* WHAT YOU NEED TO DO *
The records below are to be reproduced word for word.

**** DATA TO PROCESS ****

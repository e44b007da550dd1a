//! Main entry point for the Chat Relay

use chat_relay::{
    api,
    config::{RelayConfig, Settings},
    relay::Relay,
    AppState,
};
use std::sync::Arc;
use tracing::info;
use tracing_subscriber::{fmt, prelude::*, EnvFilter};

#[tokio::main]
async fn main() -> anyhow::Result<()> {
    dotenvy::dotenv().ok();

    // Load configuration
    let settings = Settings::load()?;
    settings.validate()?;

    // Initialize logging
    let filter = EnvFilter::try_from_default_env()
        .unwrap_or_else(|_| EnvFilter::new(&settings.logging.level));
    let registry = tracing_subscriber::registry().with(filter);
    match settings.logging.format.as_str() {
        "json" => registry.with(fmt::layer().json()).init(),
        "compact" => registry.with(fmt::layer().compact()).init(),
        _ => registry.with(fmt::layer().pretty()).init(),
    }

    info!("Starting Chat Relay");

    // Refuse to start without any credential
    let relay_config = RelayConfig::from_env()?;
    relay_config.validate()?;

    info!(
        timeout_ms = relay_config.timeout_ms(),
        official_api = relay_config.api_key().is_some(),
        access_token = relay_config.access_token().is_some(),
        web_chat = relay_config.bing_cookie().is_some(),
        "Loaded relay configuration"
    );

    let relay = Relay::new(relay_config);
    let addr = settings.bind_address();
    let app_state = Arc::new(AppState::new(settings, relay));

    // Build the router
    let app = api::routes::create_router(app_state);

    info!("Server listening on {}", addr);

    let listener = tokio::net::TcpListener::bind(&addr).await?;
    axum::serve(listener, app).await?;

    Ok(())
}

****

* TASK ANSWER *
repository e44b007da550dd1a
//! Main entry point for the Chat Relay

use chat_relay::{
    api,
    config::{RelayConfig, Settings},
    relay::Relay,
    AppState,
};
use std::sync::Arc;
use tracing::info;
use tracing_subscriber::{fmt, prelude::*, EnvFilter};

#[tokio::main]
async fn main() -> anyhow::Result<()> {
    dotenvy::dotenv().ok();

    // Load configuration
    let settings = Settings::load()?;
    settings.validate()?;

    // Initialize logging
    let filter = EnvFilter::try_from_default_env()
        .unwrap_or_else(|_| EnvFilter::new(&settings.logging.level));
    let registry = tracing_subscriber::registry().with(filter);
    match settings.logging.format.as_str() {
        "json" => registry.with(fmt::layer().json()).init(),
        "compact" => registry.with(fmt::layer().compact()).init(),
        _ => registry.with(fmt::layer().pretty()).init(),
    }

    info!("Starting Chat Relay");

    // Refuse to start without any credential
    let relay_config = RelayConfig::from_env()?;
    relay_config.validate()?;

    info!(
        timeout_ms = relay_config.timeout_ms(),
        official_api = relay_config.api_key().is_some(),
        access_token = relay_config.access_token().is_some(),
        web_chat = relay_config.bing_cookie().is_some(),
        "Loaded relay configuration"
    );

    let relay = Relay::new(relay_config);
    let addr = settings.bind_address();
    let app_state = Arc::new(AppState::new(settings, relay));

    // Build the router
    let app = api::routes::create_router(app_state);

    info!("Server listening on {}", addr);

    let listener = tokio::net::TcpListener::bind(&addr).await?;
    axum::serve(listener, app).await?;

    Ok(())
}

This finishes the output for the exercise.